Although the property is self-catering, you do have a host. Virginie Duponchel left Lille 20 years ago and lived in Miami and New York before moving to Buenos Aires in 2011. She works for the San Telmo Loft Company (which has various other rental properties in the area) and lives in a self-contained flat to the back.
Out and about
Barracas itself is largely residential, with few major attractions. However, it's just a block away from San Telmo, the most colourful barrio in BA, defined by cobbled streets and colonial buildings. This is the ungentrified face of the city and all the better for it. On Sundays, the Feria de San Telmo street fair (feriadesantelmo.com; 10am-4pm) unfurls in the Plaza Dorrego, with tango dancers, storytellers, food carts and 300 antiques stalls.
Also close by is La Boca – or "the mouth" – due to its location at the mouth of Riachuelo river. This is another neighbourhood that has eluded the attention of developers. Locals advise against walking in the area at night, but in daylight hours, it shouldn't be missed. Attractions include La Bombonera (the Boca Juniors football stadium), a celebrated modern art gallery at the Fundación Proa (00 54 11 4104 1000; proa.org) and the Caminito, an open-air museum of pastel-painted houses, which Argentinian artist Benito Quinquela Martín used as his canvas in the 1950s.
A great way of getting to grips with other areas is by taking the BA Free Tour (00 54 9 11 6395 3000; bafreetour.com), which meets twice-daily at 11am in the Plaza del Congreso for a tour of downtown and at 5pm in the Plaza San Martín to explore upmarket Retiro and Recoleta.
Food and drink
Buenos Aires isn't all about steak. There are boards of cured meats and cheeses – or picadas – at neighbourhood joint, Bar el Federal (00 54 11 4300 4313; barelfederal.com.ar) at Carlos Calvo 599; A$78 (£8) for two. Or there are vegetarian quesadillas (A$78/£8) and homemade lemonade (A$24/£2.50) at organic café Hierbabuena (00 54 11 4362 2542; hierbabuena.com.ar) on Caseros 454.
If protein is required, some of the best beef in BA is served at El Nacional (00 54 11 4300 2887; espacionacional.com), a few blocks away on Perú 858, where lomo de novillo (beef loin) with a mushroom and cream sauce is yours for A$115 (£12).
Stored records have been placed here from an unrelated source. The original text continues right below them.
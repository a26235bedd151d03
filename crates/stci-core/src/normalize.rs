//! Model-identity normalization.
//!
//! Maps a source-native model identifier to a canonical comparison key so
//! that "openai/gpt-4o" (aggregator) and "gpt-4o" (official config) match,
//! while genuinely distinct priced products stay distinguishable.

use once_cell::sync::Lazy;
use std::collections::HashMap;

/// Known renames across sources. Checked before suffix stripping so that
/// names which merely look like dated or preview variants are not corrupted.
static MODEL_ALIASES: Lazy<HashMap<&'static str, &'static str>> = Lazy::new(|| {
    HashMap::from([
        ("gpt-4-turbo-preview", "gpt-4-turbo"),
        ("gpt-4-1106-preview", "gpt-4-turbo"),
        ("chatgpt-4o-latest", "gpt-4o"),
        ("claude-3.5-sonnet-latest", "claude-3.5-sonnet"),
        ("gemini-flash-1.5", "gemini-1.5-flash"),
        ("gemini-pro-1.5", "gemini-1.5-pro"),
    ])
});

/// Trailing variant markers that do not change pricing. Suffixes that denote
/// differently priced products (`:extended`, `-16k`, `-instruct`) are never
/// stripped.
const STRIPPABLE_SUFFIXES: &[&str] = &[":thinking", "-preview", "-001"];

/// Produce the canonical comparison key for a model identifier.
///
/// Steps, in order: strip a single provider-prefix segment, consult the
/// alias table, strip a trailing date suffix, strip known variant suffixes,
/// lower-case. Empty input normalizes to an empty string.
pub fn canonical_model_key(model_id: &str) -> String {
    if model_id.is_empty() {
        return String::new();
    }

    // Only ids with exactly one '/' lose their provider prefix; multi-segment
    // vendor paths are left alone rather than mis-split.
    let mut key = if model_id.matches('/').count() == 1 {
        model_id.split_once('/').map(|(_, rest)| rest).unwrap_or(model_id)
    } else {
        model_id
    }
    .to_string();

    let lowered = key.to_lowercase();
    if let Some(alias) = MODEL_ALIASES.get(lowered.as_str()) {
        return (*alias).to_string();
    }

    if let Some(stripped) = strip_date_suffix(&key) {
        key = stripped.to_string();
    }

    for suffix in STRIPPABLE_SUFFIXES {
        if let Some(stripped) = key.strip_suffix(suffix) {
            key = stripped.to_string();
        }
    }

    key.to_lowercase()
}

/// Strip a trailing `-YYYY-MM-DD` or `-YYYYMMDD` date suffix, if present.
fn strip_date_suffix(id: &str) -> Option<&str> {
    if !id.is_ascii() {
        return None;
    }
    // -YYYY-MM-DD
    if id.len() > 11 {
        let (head, tail) = id.split_at(id.len() - 11);
        let b = tail.as_bytes();
        if b[0] == b'-'
            && b[1..5].iter().all(u8::is_ascii_digit)
            && b[5] == b'-'
            && b[6..8].iter().all(u8::is_ascii_digit)
            && b[8] == b'-'
            && b[9..11].iter().all(u8::is_ascii_digit)
        {
            return Some(head);
        }
    }
    // -YYYYMMDD
    if id.len() > 9 {
        let (head, tail) = id.split_at(id.len() - 9);
        let b = tail.as_bytes();
        if b[0] == b'-' && b[1..9].iter().all(u8::is_ascii_digit) {
            return Some(head);
        }
    }
    None
}
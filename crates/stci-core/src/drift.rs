//! Cross-source price drift detection.
//!
//! Compares same-model prices reported by different sources and surfaces
//! discrepancies beyond a tolerance. Advisory only: nothing is discarded
//! here, deduplication runs independently of drift findings.

use crate::normalize::canonical_model_key;
use crate::observation::Observation;
use std::collections::BTreeMap;

/// Default tolerance: 5% symmetric difference.
pub const DEFAULT_DRIFT_THRESHOLD: f64 = 0.05;

/// One flagged pair: (canonical model key, source A, source B, input diff,
/// output diff). Differences are fractions, not percent.
#[derive(Debug, Clone, PartialEq)]
pub struct Discrepancy {
    pub model_key: String,
    pub source_a: String,
    pub source_b: String,
    pub input_diff: f64,
    pub output_diff: f64,
}

/// Transient result of a drift analysis. Never persisted.
#[derive(Debug, Clone, Default)]
pub struct DriftReport {
    pub discrepancies: Vec<Discrepancy>,
    pub warnings: Vec<String>,
}

impl DriftReport {
    pub fn has_warnings(&self) -> bool {
        !self.warnings.is_empty()
    }

    pub fn discrepancy_count(&self) -> usize {
        self.discrepancies.len()
    }
}

/// Compare prices across sources for the same canonical model.
///
/// Every unordered pair within a canonical-key group is checked for both
/// rates independently; exceeding `threshold` on either flags the pair.
pub fn detect_drift(observations: &[Observation], threshold: f64) -> DriftReport {
    let mut report = DriftReport::default();

    // BTreeMap keeps warning order stable across runs.
    let mut groups: BTreeMap<String, Vec<&Observation>> = BTreeMap::new();
    for obs in observations {
        groups
            .entry(canonical_model_key(&obs.model_id))
            .or_default()
            .push(obs);
    }

    for (model_key, group) in &groups {
        if group.len() < 2 {
            continue;
        }

        for i in 0..group.len() {
            for j in (i + 1)..group.len() {
                let (a, b) = (group[i], group[j]);

                let input_diff =
                    symmetric_pct_diff(a.input_rate_usd_per_1m, b.input_rate_usd_per_1m);
                let output_diff =
                    symmetric_pct_diff(a.output_rate_usd_per_1m, b.output_rate_usd_per_1m);

                if input_diff > threshold || output_diff > threshold {
                    let src_a = source_label(a);
                    let src_b = source_label(b);

                    let detail = if input_diff > threshold && output_diff > threshold {
                        format!(
                            "input differs by {:.1}%, output differs by {:.1}%",
                            input_diff * 100.0,
                            output_diff * 100.0
                        )
                    } else if input_diff > threshold {
                        format!("input differs by {:.1}%", input_diff * 100.0)
                    } else {
                        format!("output differs by {:.1}%", output_diff * 100.0)
                    };
                    report
                        .warnings
                        .push(format!("{model_key}: {src_a} vs {src_b} - {detail}"));

                    report.discrepancies.push(Discrepancy {
                        model_key: model_key.clone(),
                        source_a: src_a,
                        source_b: src_b,
                        input_diff,
                        output_diff,
                    });
                }
            }
        }
    }

    report
}

/// Symmetric percentage difference `|a-b| / ((a+b)/2)`.
///
/// If exactly one value is zero the difference is defined as 1.0 (100%);
/// if both are zero it is 0.0.
pub fn symmetric_pct_diff(a: f64, b: f64) -> f64 {
    if a == 0.0 && b == 0.0 {
        return 0.0;
    }
    if a == 0.0 || b == 0.0 {
        return 1.0;
    }
    (a - b).abs() / ((a + b) / 2.0)
}

/// Readable source name from an observation's URL or collection method.
fn source_label(obs: &Observation) -> String {
    let raw = if obs.source_url.is_empty() {
        obs.collection_method.as_str().to_string()
    } else {
        obs.source_url.clone()
    };
    let lower = raw.to_lowercase();

    for known in ["openrouter", "openai", "anthropic", "google"] {
        if lower.contains(known) {
            return known.to_string();
        }
    }
    if raw == "config_file" {
        return "config".to_string();
    }
    raw.chars().take(20).collect()
}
Further afield in hip Palermo, there's also Parrilla La Cabrera (00 54 11 4555 3242; parrillalacabrera.com.ar), which is ranked among Latin America's best restaurants, thanks to its hefty slabs of kobe beef (A$99/£10), atmospheric interior and convivial waiters.
The Guesthouse, Piedras y Caseros, Barracas, Buenos Aires, Argentina (00 54 11 4307 0828; santelmoloft.com/the-guesthouse). Piedras and Caseros cost US$30 (£20); en-suite Finochietto is US$40 (£27).